Queensland’s Tom Hickey and his “role” in the Buddy show

Submitted by Peter Blucher.

Tom Hickey will always be able to tell his children and his grandchildren he was there when Lance Franklin made football history. And that he even made it happen.

It’ll be a bit of a stretch, but that’s what time does. It allows half stories to get a whole lot better.

It’ll be like the Mal Michael moment, when, in his 34th game for Collingwood on 6 June 1999, the big Queensland fullback stood on the mark as Tony Lockett kicked his 1300th goal to break the AFL record.

With his tongue firmly in his cheek, Hickey will claim that without him playing for Sydney against Geelong at the SCG last Friday night ‘Buddy’ would not have become the sixth player in AFL history to 1000 goals and the SCG would have been denied one of the great moments in sport.

The story for the Swans Queensland ruckman will go something like “Bud was stuck on the bench and if I hadn’t interchanged myself in the last couple of minutes he would not have got back into the game. And then I won the ball which eventually ended with him for his 1000th.”

It wasn’t quite that way. About 10 minutes from full-time Franklin was among four Swans having a scheduled spell on the bench. Three Swans came off and three went on. And the man of the moment was still there, pacing anxiously around the interchange area. Anxious, yes. But nearly out of time? No.

A couple of minutes later Hickey took a scheduled rest which allowed Franklin back on.

Tom Hawkins goaled for Geelong and the ball went back to middle. Hickey, back after a short spell, won the tap but Ollie Florent over-ran it and Patrick Dangerfield cleared for the Cats. Callum Mills won it back for the Swans at half back and gave it by hand to Chad Warner who ran, went long by hand to Florent and ran on to get it back.

Warner ran to the 50m arc and chipped a beautiful pass to Franklin, who had got away from Cats defender Jack Henry. And from 30m on a 45-degree angle ‘Bud’ did the rest. And more than 30 minutes of mayhem broke out as 20,000 people swarmed the SCG in a celebration the likes of which we’ll probably never see again.

Hickey, who has become a huge Franklin fan since joining the Swans, stood close to the champion forward as he speared a perfect drop punt through the big sticks and was one of the first players to him before, like each of his teammates, he became just another part of the backdrop.

If he really wanted to add some extra ‘mayo’ to the story he could tell how he inexplicably took a wrong turn getting off the ground and ended up walking down Driver Avenue outside the ground trying to find a way back in. But that was Gulden and Florent.

He could tell how, as fans invaded the playing arena, he collided with a man who, in the collision, dropped his keys. And how he had to chase after the intruding spectator to give the keys back. But that was Geelong’s Zac Tuohy.

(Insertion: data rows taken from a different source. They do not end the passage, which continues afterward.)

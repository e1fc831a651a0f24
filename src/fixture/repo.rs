use std::ops::Deref;
use std::path::{Path, PathBuf};

use tracing::debug;

use super::{DirArgs, DirFixture, Failures, Fixture, ParentId, DEFAULT_DIR_PERMISSIONS};
use crate::error::{FixtureError, FixtureKind};
use crate::fs_op::create;

/// Name of the marker directory that makes a directory look like a
/// repository. No version-control tool is ever run.
pub const MARKER_DIR: &str = ".git";

/// A directory fixture that also gets a `.git` marker directory.
#[derive(Debug)]
pub struct RepoFixture {
    pub(crate) dir: DirFixture,
}

impl RepoFixture {
    pub(crate) fn new(name: &Path, parent: ParentId, parent_relative: &Path, args: DirArgs) -> Self {
        Self {
            dir: DirFixture::new(FixtureKind::Repo, name, parent, parent_relative, args),
        }
    }

    /// Absolute path of the marker directory.
    ///
    /// # Panics
    ///
    /// If the tree has not been created yet.
    #[track_caller]
    pub fn git_path(&self) -> PathBuf {
        self.dir.dir().join(MARKER_DIR)
    }

    pub fn relative_git_path(&self) -> PathBuf {
        self.dir.relative_path().join(MARKER_DIR)
    }

    pub(crate) fn create_in(&mut self, parent_dir: &Path, failures: &mut Failures<'_>) -> PathBuf {
        let dir = self.dir.create_in(parent_dir, failures);
        let marker = dir.join(MARKER_DIR);
        match create::create_dir_all(&marker, DEFAULT_DIR_PERMISSIONS) {
            Ok(()) => debug!("created repository marker {}", marker.display()),
            Err(source) => failures.record(FixtureError::CreateMarker {
                path: dir.clone(),
                source,
            }),
        }
        dir
    }
}

impl Deref for RepoFixture {
    type Target = DirFixture;

    fn deref(&self) -> &DirFixture {
        &self.dir
    }
}

impl Fixture for RepoFixture {
    fn dir(&self) -> &Path {
        self.dir.dir()
    }

    fn relative_path(&self) -> &Path {
        self.dir.relative_path()
    }
}
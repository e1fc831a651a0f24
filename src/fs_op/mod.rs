//! Filesystem primitives the fixture tree is built on.
//!
//! Everything here is a thin wrapper over `std::fs`, `filetime` and pure
//! path arithmetic, kept separate from the fixture types so each piece can be
//! tested on its own.

pub mod create;
pub mod path;
pub mod remove;
pub mod stat;
pub mod times;

pub use path::{check_removable, Refusal};
pub use remove::Removal;
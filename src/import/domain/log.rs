//! Append-only diagnostic log entries attached to an import task.

use super::ParseSeverityError;
use crate::text::clip_chars;
use chrono::{DateTime, Utc};
use serde::{Deserialize, Serialize};

/// Maximum number of characters stored per diagnostic entry.
pub const MAX_DIAGNOSTIC_CHARS: usize = 255;

/// Severity of a diagnostic entry.
///
/// `Success` and `Failed` are terminal-status severities: exactly one of
/// them is appended as the final entry of a completed run, matching the
/// resolved task outcome.
#[derive(Debug, Clone, Copy, PartialEq, Eq, Serialize, Deserialize)]
#[serde(rename_all = "SCREAMING_SNAKE_CASE")]
pub enum Severity {
    /// Progress information.
    Info,
    /// A rule violation the pipeline recovered from.
    Warning,
    /// A rule violation counted against the final task state.
    Error,
    /// Terminal status entry for a run that completed without errors.
    Success,
    /// Terminal status entry for a run that completed with errors.
    Failed,
}

impl Severity {
    /// Returns the canonical storage representation.
    #[must_use]
    pub const fn as_str(self) -> &'static str {
        match self {
            Self::Info => "INFO",
            Self::Warning => "WARNING",
            Self::Error => "ERROR",
            Self::Success => "SUCCESS",
            Self::Failed => "FAILED",
        }
    }

    /// Returns true for [`Severity::Error`].
    #[must_use]
    pub const fn is_error(self) -> bool {
        matches!(self, Self::Error)
    }

    /// Returns true for [`Severity::Warning`].
    #[must_use]
    pub const fn is_warning(self) -> bool {
        matches!(self, Self::Warning)
    }
}

impl TryFrom<&str> for Severity {
    type Error = ParseSeverityError;

    // Spelled `Severity::` throughout: `Self::Error` in this impl would be
    // ambiguous with the associated `Error` type.
    fn try_from(value: &str) -> Result<Self, ParseSeverityError> {
        match value.trim().to_ascii_uppercase().as_str() {
            "INFO" => Ok(Severity::Info),
            "WARNING" => Ok(Severity::Warning),
            "ERROR" => Ok(Severity::Error),
            "SUCCESS" => Ok(Severity::Success),
            "FAILED" => Ok(Severity::Failed),
            _ => Err(ParseSeverityError(value.to_owned())),
        }
    }
}

/// One immutable diagnostic entry.
///
/// Entries are ordered by a monotonically increasing sequence number
/// assigned at append time and are never edited or removed.
#[derive(Debug, Clone, PartialEq, Eq, Serialize, Deserialize)]
pub struct DiagnosticMessage {
    sequence: u64,
    severity: Severity,
    text: String,
    recorded_at: DateTime<Utc>,
}

impl DiagnosticMessage {
    /// Creates an entry, clipping the text to [`MAX_DIAGNOSTIC_CHARS`].
    #[must_use]
    pub fn new(
        sequence: u64,
        severity: Severity,
        text: &str,
        recorded_at: DateTime<Utc>,
    ) -> Self {
        Self {
            sequence,
            severity,
            text: clip_chars(text, MAX_DIAGNOSTIC_CHARS),
            recorded_at,
        }
    }

    /// Returns the append-order sequence number.
    #[must_use]
    pub const fn sequence(&self) -> u64 {
        self.sequence
    }

    /// Returns the entry severity.
    #[must_use]
    pub const fn severity(&self) -> Severity {
        self.severity
    }

    /// Returns the clipped entry text.
    #[must_use]
    pub fn text(&self) -> &str {
        &self.text
    }

    /// Returns the append timestamp.
    #[must_use]
    pub const fn recorded_at(&self) -> DateTime<Utc> {
        self.recorded_at
    }
}

/// Running error/warning counters consulted when a run finalizes.
#[derive(Debug, Clone, Copy, Default, PartialEq, Eq)]
pub struct DiagnosticCounts {
    /// Number of ERROR entries recorded so far.
    pub errors: u64,
    /// Number of WARNING entries recorded so far.
    pub warnings: u64,
}

impl DiagnosticCounts {
    /// Bumps the counter matching `severity`, ignoring other severities.
    pub const fn record(&mut self, severity: Severity) {
        match severity {
            Severity::Error => self.errors += 1,
            Severity::Warning => self.warnings += 1,
            Severity::Info | Severity::Success | Severity::Failed => {}
        }
    }
}
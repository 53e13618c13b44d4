//! Import pipeline for Granary.
//!
//! This module implements the ingestion pipeline: fetching role metadata
//! from the repository host, validating and normalizing it, reconciling the
//! catalog's set-valued relations, and finalizing the import task state
//! machine. Every run appends to an ordered, immutable diagnostic log that
//! observers can poll before the run ends. The module follows hexagonal
//! architecture:
//!
//! - Domain types in [`domain`]
//! - Manifest parsing and normalization in [`manifest`]
//! - Port contracts in [`ports`]
//! - Adapter implementations in [`adapters`]
//! - Orchestration services in [`services`]

pub mod adapters;
pub mod domain;
pub mod manifest;
pub mod ports;
pub mod services;

#[cfg(test)]
mod tests;
/// `PostgreSQL`-backed catalog repository.
#[derive(Debug, Clone)]
pub struct PostgresCatalog {
    pool: CatalogPgPool,
}

impl From<DieselError> for CatalogRepositoryError {
    fn from(err: DieselError) -> Self {
        Self::persistence(err)
    }
}

impl PostgresCatalog {
    /// Creates a new repository from a `PostgreSQL` connection pool.
    #[must_use]
    pub const fn new(pool: CatalogPgPool) -> Self {
        Self { pool }
    }

    async fn run_blocking<F, T>(&self, f: F) -> CatalogRepositoryResult<T>
    where
        F: FnOnce(&mut PgConnection) -> CatalogRepositoryResult<T> + Send + 'static,
        T: Send + 'static,
    {
        let pool = self.pool.clone();
        tokio::task::spawn_blocking(move || {
            let mut connection = pool.get().map_err(CatalogRepositoryError::persistence)?;
            f(&mut connection)
        })
        .await
        .map_err(CatalogRepositoryError::persistence)?
    }
}
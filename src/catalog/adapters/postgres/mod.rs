//! `PostgreSQL` catalog adapter built on Diesel.

mod models;
mod repository;
mod schema;

pub use repository::{CatalogPgPool, PostgresCatalog};
//! Unit tests for the generic set reconciliation planner.

use crate::import::services::plan_set;
use std::collections::BTreeSet;

fn set(keys: &[&str]) -> BTreeSet<String> {
    keys.iter().map(|key| (*key).to_owned()).collect()
}

#[test]
fn plan_adds_missing_and_removes_stale_keys() {
    let desired = set(&["a", "b", "c"]);
    let current = set(&["b", "d"]);
    let delta = plan_set(&desired, &current);
    assert_eq!(delta.additions, vec!["a".to_owned(), "c".to_owned()]);
    assert_eq!(delta.removals, vec!["d".to_owned()]);
}

#[test]
fn plan_against_matching_sets_is_a_noop() {
    let desired = set(&["a", "b"]);
    let delta = plan_set(&desired, &desired.clone());
    assert!(delta.is_noop());
}

#[test]
fn applying_a_plan_makes_the_second_plan_empty() {
    let desired = set(&["x", "y"]);
    let mut current = set(&["y", "z"]);

    let delta = plan_set(&desired, &current);
    for key in &delta.additions {
        current.insert(key.clone());
    }
    for key in &delta.removals {
        current.remove(key);
    }

    assert_eq!(current, desired);
    assert!(plan_set(&desired, &current).is_noop());
}

#[test]
fn plan_into_empty_current_adds_everything() {
    let desired = set(&["a"]);
    let delta = plan_set(&desired, &BTreeSet::new());
    assert_eq!(delta.additions, vec!["a".to_owned()]);
    assert!(delta.removals.is_empty());
}

#[test]
fn plan_from_empty_desired_removes_everything() {
    let current = set(&["a", "b"]);
    let delta = plan_set(&BTreeSet::new(), &current);
    assert!(delta.additions.is_empty());
    assert_eq!(delta.removals, vec!["a".to_owned(), "b".to_owned()]);
}
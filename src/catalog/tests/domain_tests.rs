//! Unit tests for catalog domain types.

use crate::catalog::domain::{
    CatalogDomainError, DependencyRef, NamespaceName, PlatformKey, ReadmeKind, Role, RoleKind,
    RoleName, RoleVersion, TagName,
};
use chrono::{TimeZone, Utc};
use rstest::rstest;

#[rstest]
#[case("nginx", true)]
#[case("Nginx2", true)]
#[case("web:server", true)]
#[case("", false)]
#[case("web server", false)]
#[case("web:", false)]
#[case(":server", false)]
#[case("a:b:c", false)]
#[case("däta", false)]
fn tag_name_validates_allowed_characters(#[case] value: &str, #[case] expected: bool) {
    assert_eq!(TagName::new(value).is_ok(), expected);
}

#[rstest]
#[case("alice.nginx", "alice", "nginx")]
#[case("a.b.c", "a.b", "c")]
#[case("my.dotted.org.role", "my.dotted.org", "role")]
fn dependency_ref_splits_on_last_dot(
    #[case] spec: &str,
    #[case] namespace: &str,
    #[case] name: &str,
) {
    let parsed = DependencyRef::parse(spec).expect("valid dependency reference");
    assert_eq!(parsed.namespace().as_str(), namespace);
    assert_eq!(parsed.name().as_str(), name);
}

#[rstest]
#[case("nodots")]
#[case("")]
#[case("trailing.")]
#[case(".leading")]
#[case("with space.role")]
fn dependency_ref_rejects_malformed_specs(#[case] spec: &str) {
    assert!(matches!(
        DependencyRef::parse(spec),
        Err(CatalogDomainError::InvalidDependencyRef(_))
    ));
}

#[rstest]
#[case(RoleKind::Plain, "plain")]
#[case(RoleKind::Container, "container")]
#[case(RoleKind::ContainerApp, "container_app")]
fn role_kind_round_trips_through_storage_form(#[case] kind: RoleKind, #[case] repr: &str) {
    assert_eq!(kind.as_str(), repr);
    assert_eq!(RoleKind::try_from(repr).expect("parse succeeds"), kind);
}

#[test]
fn role_kind_rejects_unknown_storage_form() {
    assert!(RoleKind::try_from("virtual_machine").is_err());
}

#[rstest]
#[case("README.md", Some(ReadmeKind::Markdown))]
#[case("README.rst", Some(ReadmeKind::Rst))]
#[case("README.txt", None)]
#[case("README", None)]
fn readme_kind_detects_exactly_two_suffixes(
    #[case] file_name: &str,
    #[case] expected: Option<ReadmeKind>,
) {
    assert_eq!(ReadmeKind::from_file_name(file_name), expected);
}

#[test]
fn platform_key_renders_name_dash_release() {
    let key = PlatformKey::new("Ubuntu", "trusty").expect("valid key");
    assert_eq!(key.to_string(), "Ubuntu-trusty");
}

#[test]
fn record_version_updates_release_date_for_known_tag() {
    let namespace = NamespaceName::new("alice").expect("valid namespace");
    let name = RoleName::new("nginx").expect("valid name");
    let mut role = Role::new(namespace, name);

    let first = Utc.with_ymd_and_hms(2016, 1, 1, 0, 0, 0).single().expect("valid date");
    let second = Utc.with_ymd_and_hms(2016, 2, 1, 0, 0, 0).single().expect("valid date");
    role.record_version(RoleVersion::new("v1.0.0", first).expect("valid version"));
    role.record_version(RoleVersion::new("v1.0.0", second).expect("valid version"));

    assert_eq!(role.versions().len(), 1);
    let stored = role.versions().get("v1.0.0").expect("version recorded");
    assert_eq!(stored.release_date(), second);
}

#[test]
fn tag_associations_are_set_valued() {
    let namespace = NamespaceName::new("alice").expect("valid namespace");
    let name = RoleName::new("nginx").expect("valid name");
    let mut role = Role::new(namespace, name);

    let tag = TagName::new("web").expect("valid tag");
    role.add_tag(tag.clone());
    role.add_tag(tag.clone());
    assert_eq!(role.tags().len(), 1);

    role.remove_tag(&tag);
    role.remove_tag(&tag);
    assert!(role.tags().is_empty());
}
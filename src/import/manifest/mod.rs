//! Manifest parsing boundary.
//!
//! Upstream metadata arrives as YAML of unknown shape. The shape of every
//! value is decided once here, as a tagged variant, so downstream
//! normalization never re-checks "is this iterable" ad hoc.

mod normalize;

pub use normalize::{
    DependencyExtraction, MAX_COMPANY_CHARS, MAX_DESCRIPTION_CHARS, MAX_LICENSE_CHARS, MAX_TAGS,
    MIN_ENGINE_VERSION_DEFAULT, Note, PlatformExtraction, PlatformReleases, PlatformSpec,
    ProfileOutcome, RELEASE_ALL, RepoDefaults, TagExtraction, extract_dependencies, extract_tags,
    extract_platforms, normalize_profile,
};

use serde_yaml::{Mapping, Value};
use thiserror::Error;

/// Path of the required role manifest inside the repository.
pub const MANIFEST_PATH: &str = "meta/main.yml";

/// Path of the container descriptor marking a Container role.
pub const CONTAINER_DESCRIPTOR_PATH: &str = "meta/container.yml";

/// Path of the container descriptor marking a Container App role.
pub const CONTAINER_APP_DESCRIPTOR_PATH: &str = "ansible/container.yml";

/// Errors produced while decoding a metadata file.
#[derive(Debug, Clone, Error, PartialEq, Eq)]
pub enum ManifestError {
    /// The file content is not valid UTF-8.
    #[error("file content is not valid UTF-8")]
    InvalidEncoding,

    /// The file content is not valid YAML.
    #[error("YAML parse error: {0}")]
    Syntax(String),

    /// The document parsed but its root is not a mapping.
    #[error("expected a mapping at the document root")]
    RootNotMapping,
}

/// Shape of a YAML value, decided once at the parse boundary.
#[derive(Debug, Clone, Copy, PartialEq)]
pub enum ValueShape<'a> {
    /// Explicit null or empty value.
    Null,
    /// A scalar (string, number, or boolean).
    Scalar(&'a Value),
    /// A sequence of values.
    Sequence(&'a [Value]),
    /// A key/value mapping.
    Mapping(&'a Mapping),
}

/// Classifies a YAML value, looking through `!tag` wrappers.
#[must_use]
pub fn shape(value: &Value) -> ValueShape<'_> {
    match value {
        Value::Null => ValueShape::Null,
        Value::Bool(_) | Value::Number(_) | Value::String(_) => ValueShape::Scalar(value),
        Value::Sequence(items) => ValueShape::Sequence(items),
        Value::Mapping(mapping) => ValueShape::Mapping(mapping),
        Value::Tagged(tagged) => shape(&tagged.value),
    }
}

/// Renders a scalar value as a trimmed string.
///
/// Returns `None` for null, sequence, and mapping values.
#[must_use]
pub fn scalar_string(value: &Value) -> Option<String> {
    match shape(value) {
        ValueShape::Scalar(Value::String(text)) => Some(text.trim().to_owned()),
        ValueShape::Scalar(Value::Bool(flag)) => Some(flag.to_string()),
        ValueShape::Scalar(Value::Number(number)) => Some(number.to_string()),
        _ => None,
    }
}

/// Looks up a string key in a mapping.
#[must_use]
pub fn mapping_get<'a>(mapping: &'a Mapping, key: &str) -> Option<&'a Value> {
    mapping.get(&Value::String(key.to_owned()))
}

/// Decoded role manifest with a mapping at the root.
#[derive(Debug, Clone, PartialEq)]
pub struct Manifest {
    root: Mapping,
}

impl Manifest {
    /// Decodes manifest bytes.
    ///
    /// # Errors
    ///
    /// Returns [`ManifestError`] when the bytes are not UTF-8, not YAML, or
    /// the document root is not a mapping.
    pub fn parse(bytes: &[u8]) -> Result<Self, ManifestError> {
        let text = std::str::from_utf8(bytes).map_err(|_| ManifestError::InvalidEncoding)?;
        let value: Value =
            serde_yaml::from_str(text).map_err(|err| ManifestError::Syntax(err.to_string()))?;
        match value {
            Value::Mapping(root) => Ok(Self { root }),
            _ => Err(ManifestError::RootNotMapping),
        }
    }

    /// Returns the `galaxy_info` block when present and mapping-shaped.
    #[must_use]
    pub fn galaxy_info(&self) -> Option<&Mapping> {
        let value = mapping_get(&self.root, "galaxy_info")?;
        match shape(value) {
            ValueShape::Mapping(mapping) => Some(mapping),
            _ => None,
        }
    }

    /// Returns the raw `dependencies` value when the key is present.
    #[must_use]
    pub fn dependencies(&self) -> Option<&Value> {
        mapping_get(&self.root, "dependencies")
    }
}

/// Decodes an optional YAML document without requiring a mapping root.
///
/// # Errors
///
/// Returns [`ManifestError`] when the bytes are not UTF-8 or not YAML.
pub fn parse_document(bytes: &[u8]) -> Result<Value, ManifestError> {
    let text = std::str::from_utf8(bytes).map_err(|_| ManifestError::InvalidEncoding)?;
    serde_yaml::from_str(text).map_err(|err| ManifestError::Syntax(err.to_string()))
}
fn collect_tag_tokens(
    value: &Value,
    key: &str,
    tokens: &mut Vec<TagName>,
    notes: &mut Vec<Note>,
) {
    let ValueShape::Sequence(items) = shape(value) else {
        notes.push(Note::error(format!(
            "{key} must be an iterable list in meta/main.yml"
        )));
        return;
    };
    for item in items {
        let Some(text) = scalar_string(item) else {
            notes.push(Note::warning(format!(
                "'{}' is not a valid tag. Skipping.",
                render_value(item)
            )));
            continue;
        };
        for token in text.split(':') {
            match TagName::new(token) {
                Ok(tag) => tokens.push(tag),
                Err(_) => notes.push(Note::warning(format!(
                    "'{token}' is not a valid tag. Skipping."
                ))),
            }
        }
    }
}

/// Empty and null collections are treated as absent, not as shape errors.
fn is_absent_collection(value: &Value) -> bool {
    match shape(value) {
        ValueShape::Null => true,
        ValueShape::Sequence(items) => items.is_empty(),
        ValueShape::Scalar(_) | ValueShape::Mapping(_) => false,
    }
}

/// Requested releases for one platform entry.
#[derive(Debug, Clone, PartialEq, Eq)]
pub enum PlatformReleases {
    /// The `all` sentinel: every seeded release for the platform name.
    All,
    /// An explicit release list.
    Pinned(Vec<String>),
}

/// One validated platform entry from the manifest.
#[derive(Debug, Clone, PartialEq, Eq)]
pub struct PlatformSpec {
    /// Platform name.
    pub name: String,
    /// Requested releases.
    pub releases: PlatformReleases,
}

/// Result of extracting the `platforms` list.
#[derive(Debug, Clone, PartialEq, Eq)]
pub enum PlatformExtraction {
    /// The key was missing or not a sequence; reconciliation must be
    /// skipped so existing associations survive.
    Skipped(Vec<Note>),
    /// Per-entry parse results.
    Parsed {
        /// Entries that passed per-entry validation.
        specs: Vec<PlatformSpec>,
        /// Rule violations encountered along the way.
        notes: Vec<Note>,
    },
}

/// Extracts platform entries from `galaxy_info.platforms`.
///
/// Per-entry violations skip only that entry; a missing or non-sequence
/// key skips the whole stage.
#[must_use]
pub fn extract_platforms(info: Option<&Mapping>) -> PlatformExtraction {
    let Some(value) = info.and_then(|mapping| mapping_get(mapping, "platforms")) else {
        return PlatformExtraction::Skipped(vec![Note::error(
            "galaxy_info.platforms not defined in meta/main.yml. Must be an iterable list.",
        )]);
    };
    let items = match shape(value) {
        ValueShape::Sequence(items) => items,
        ValueShape::Null => {
            return PlatformExtraction::Skipped(vec![Note::error(
                "galaxy_info.platforms not defined in meta/main.yml. Must be an iterable list.",
            )]);
        }
        ValueShape::Scalar(_) | ValueShape::Mapping(_) => {
            return PlatformExtraction::Skipped(vec![Note::error(
                "Failed to iterate platforms. galaxy_info.platforms must be an iterable list \
                 in meta/main.yml.",
            )]);
        }
    };

    let mut specs = Vec::new();
    let mut notes = Vec::new();
    for item in items {
        let ValueShape::Mapping(entry) = shape(item) else {
            notes.push(Note::error(format!(
                "The platform '{}' does not appear to be a dictionary, skipping",
                render_value(item)
            )));
            continue;
        };
        let name = mapping_get(entry, "name")
            .and_then(scalar_string)
            .unwrap_or_default();
        if name.is_empty() {
            notes.push(Note::error("No name specified for platform, skipping"));
            continue;
        }

        let releases = match mapping_get(entry, "versions") {
            None => PlatformReleases::All,
            Some(versions) => match shape(versions) {
                ValueShape::Sequence(entries) => {
                    collect_releases(&name, entries, &mut notes)
                }
                _ => {
                    notes.push(Note::error(format!(
                        "Expected a list of versions for platform {name}, skipping"
                    )));
                    continue;
                }
            },
        };
        specs.push(PlatformSpec { name, releases });
    }

    PlatformExtraction::Parsed { specs, notes }
}

fn collect_releases(name: &str, entries: &[Value], notes: &mut Vec<Note>) -> PlatformReleases {
    let mut releases = Vec::new();
    let mut expand_all = false;
    for entry in entries {
        match scalar_string(entry) {
            Some(release) if release == RELEASE_ALL => expand_all = true,
            Some(release) => releases.push(release),
            None => notes.push(Note::error(format!(
                "Invalid platform: {name}-{} (skipping)",
                render_value(entry)
            ))),
        }
    }
    if expand_all {
        // The sentinel wins even when named alongside explicit releases.
        PlatformReleases::All
    } else {
        PlatformReleases::Pinned(releases)
    }
}

/// Result of extracting the `dependencies` list.
#[derive(Debug, Clone, PartialEq, Eq)]
pub enum DependencyExtraction {
    /// The key was missing or not a sequence; reconciliation must be
    /// skipped so existing associations survive.
    Skipped(Vec<Note>),
    /// Per-entry parse results.
    Parsed {
        /// References that passed per-entry validation.
        refs: Vec<DependencyRef>,
        /// Rule violations encountered along the way.
        notes: Vec<Note>,
    },
}

/// Extracts dependency references from the manifest root.
///
/// Entries are either a mapping with a `role` key or a bare dotted string.
/// Per-entry violations skip only that entry; a missing or non-sequence key
/// skips the whole stage.
#[must_use]
pub fn extract_dependencies(manifest: &Manifest) -> DependencyExtraction {
    let missing_note = || {
        Note::error(
            "meta/main.yml missing definition for dependencies. Define dependencies as [] \
             or an iterable list.",
        )
    };
    let Some(value) = manifest.dependencies() else {
        return DependencyExtraction::Skipped(vec![missing_note()]);
    };
    let items = match shape(value) {
        ValueShape::Sequence(items) => items,
        ValueShape::Null => return DependencyExtraction::Skipped(vec![missing_note()]),
        ValueShape::Scalar(_) | ValueShape::Mapping(_) => {
            return DependencyExtraction::Skipped(vec![Note::error(
                "Failed to iterate dependencies. Define dependencies in meta/main.yml as [] \
                 or an iterable list.",
            )]);
        }
    };

    let mut refs = Vec::new();
    let mut notes = Vec::new();
    for item in items {
        let raw_spec = match shape(item) {
            ValueShape::Mapping(entry) => mapping_get(entry, "role").and_then(scalar_string),
            ValueShape::Scalar(_) => scalar_string(item),
            ValueShape::Null | ValueShape::Sequence(_) => None,
        };
        let Some(spec) = raw_spec else {
            notes.push(Note::error(format!(
                "Invalid role dependency: {} (skipping)",
                render_value(item)
            )));
            continue;
        };
        match DependencyRef::parse(&spec) {
            Ok(dependency) => refs.push(dependency),
            Err(_) => notes.push(Note::error(format!(
                "Invalid role dependency: {spec} (skipping)"
            ))),
        }
    }

    DependencyExtraction::Parsed { refs, notes }
}
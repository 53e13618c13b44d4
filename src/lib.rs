//! Granary: role catalog and import pipeline.
//!
//! This crate ingests content packages ("roles") described by metadata files
//! in an external version-controlled repository, validates and normalizes
//! that metadata, and reconciles it into a relational catalog that also
//! tracks tags, supported platforms, inter-role dependencies, and release
//! history. Every ingestion run is an auditable import task with its own
//! lifecycle and append-only diagnostic log.
//!
//! # Architecture
//!
//! Granary follows hexagonal architecture principles:
//!
//! - **Domain**: Pure business logic with no infrastructure dependencies
//! - **Ports**: Abstract trait interfaces for external interactions
//! - **Adapters**: Concrete implementations of ports (database, APIs, etc.)
//!
//! # Modules
//!
//! - [`catalog`]: Persistent role catalog model and storage
//! - [`import`]: Import task lifecycle and the ingestion pipeline

pub mod catalog;
pub mod import;
pub mod text;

He could tell how he arranged for his wife to steal a moment during the mayhem and spread her grandmother’s ashes in the middle of the SCG, but with three children under three of her own that was never going to happen. It wasn’t her.

He could insert himself into the story of how coach John Longmire took a player headcount in the rooms as they prepared to return to the game and found a few missing, claiming he was one of them. But he wasn’t. He was right next to Bud enjoying the moment in the rooms.

Still, all that aside, the moment will live with Hickey forever. And over a beer with mates down the track or even at the odd sportsman’s night he’ll be able to provide an insider’s assessment of the moment Franklin joined Gordon Coventry, Doug Wade, Jason Dunstall, Lockett and Gary Ablett Snr in the 1000-Goal Club.

It’s another little bonus to the story of the one-time Alexandra Hills and Morningside ruckman who, now at his fourth AFL club, has taken his outstanding form of 2021 into 2022.

Averaging 16 possessions, 26 hit-outs and six clearances through the first two games of the year, he has become a critical figure in a young Swans side that looks a genuine contender.

In other Queensland news from Round 2 of the AFL season:-

Adelaide’s Ben Keays completed back-to-back games of 37 possessions in his side’s one-point loss to Fremantle and after two rounds is the second-highest possession winner in the League. Only Melbourne’s Christian Petracca (78) has more, while Keays is level with Western Bulldogs’ Jack Macrae (74) and two up on Brisbane’s Lachie Neale (72).

North Melbourne’s Bailey Scott won lavish praise from coach Dave Noble after an excellent showing in a game that will always be one of his more bizarre, when the Roos beat a barely recognisable West Coast side hit by Covid protocols which had 14 changes from Round 1.

Among those playing their first game for the Eagles were Aaron Black, a 29-year-old Sandover Medallist from West Perth making his AFL debut at 29 as a top-up player, a 29-year-old Angus Dewar who played 25 games with Hawthorn as Angus Litherland from 2014-16, and a 25-year-old Declan Mountford lining up against the club where he played 12 games in 2017.

Peter Blucher is a Consultant with Vivid Sport.